INPUT RECORDS ::
-- Opening Marker --

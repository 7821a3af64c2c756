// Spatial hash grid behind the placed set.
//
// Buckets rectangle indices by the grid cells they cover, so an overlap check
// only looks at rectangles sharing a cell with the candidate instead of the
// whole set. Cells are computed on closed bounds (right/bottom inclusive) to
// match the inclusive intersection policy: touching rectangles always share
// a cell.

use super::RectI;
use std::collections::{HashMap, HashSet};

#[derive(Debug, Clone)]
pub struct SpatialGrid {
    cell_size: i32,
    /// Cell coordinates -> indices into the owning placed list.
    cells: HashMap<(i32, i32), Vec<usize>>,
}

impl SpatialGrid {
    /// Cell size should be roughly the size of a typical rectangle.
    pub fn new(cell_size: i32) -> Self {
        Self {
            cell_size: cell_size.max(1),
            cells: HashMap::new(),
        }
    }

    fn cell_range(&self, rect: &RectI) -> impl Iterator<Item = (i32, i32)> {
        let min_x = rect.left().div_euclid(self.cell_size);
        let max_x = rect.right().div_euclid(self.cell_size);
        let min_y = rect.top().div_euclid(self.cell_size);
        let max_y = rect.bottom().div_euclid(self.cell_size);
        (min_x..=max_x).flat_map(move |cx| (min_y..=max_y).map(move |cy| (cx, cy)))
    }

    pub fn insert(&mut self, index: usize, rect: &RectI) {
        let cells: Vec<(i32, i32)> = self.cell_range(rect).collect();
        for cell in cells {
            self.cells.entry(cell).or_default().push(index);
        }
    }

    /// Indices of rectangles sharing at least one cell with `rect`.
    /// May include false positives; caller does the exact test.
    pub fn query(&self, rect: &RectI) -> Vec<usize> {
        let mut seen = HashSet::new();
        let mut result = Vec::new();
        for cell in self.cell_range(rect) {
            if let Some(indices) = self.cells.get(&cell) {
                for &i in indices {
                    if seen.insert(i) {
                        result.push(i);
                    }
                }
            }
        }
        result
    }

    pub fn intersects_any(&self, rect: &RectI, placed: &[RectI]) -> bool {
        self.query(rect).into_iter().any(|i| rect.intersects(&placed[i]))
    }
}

-- Closing Marker --

EXERCISE OBJECTIVE ::
Which lines above contain the word "inclusive"? List them.

RESPONSE TO THIS TASK ::
// whole set. Cells are computed on closed bounds (right/bottom inclusive) to
// match the inclusive intersection policy: touching rectangles always share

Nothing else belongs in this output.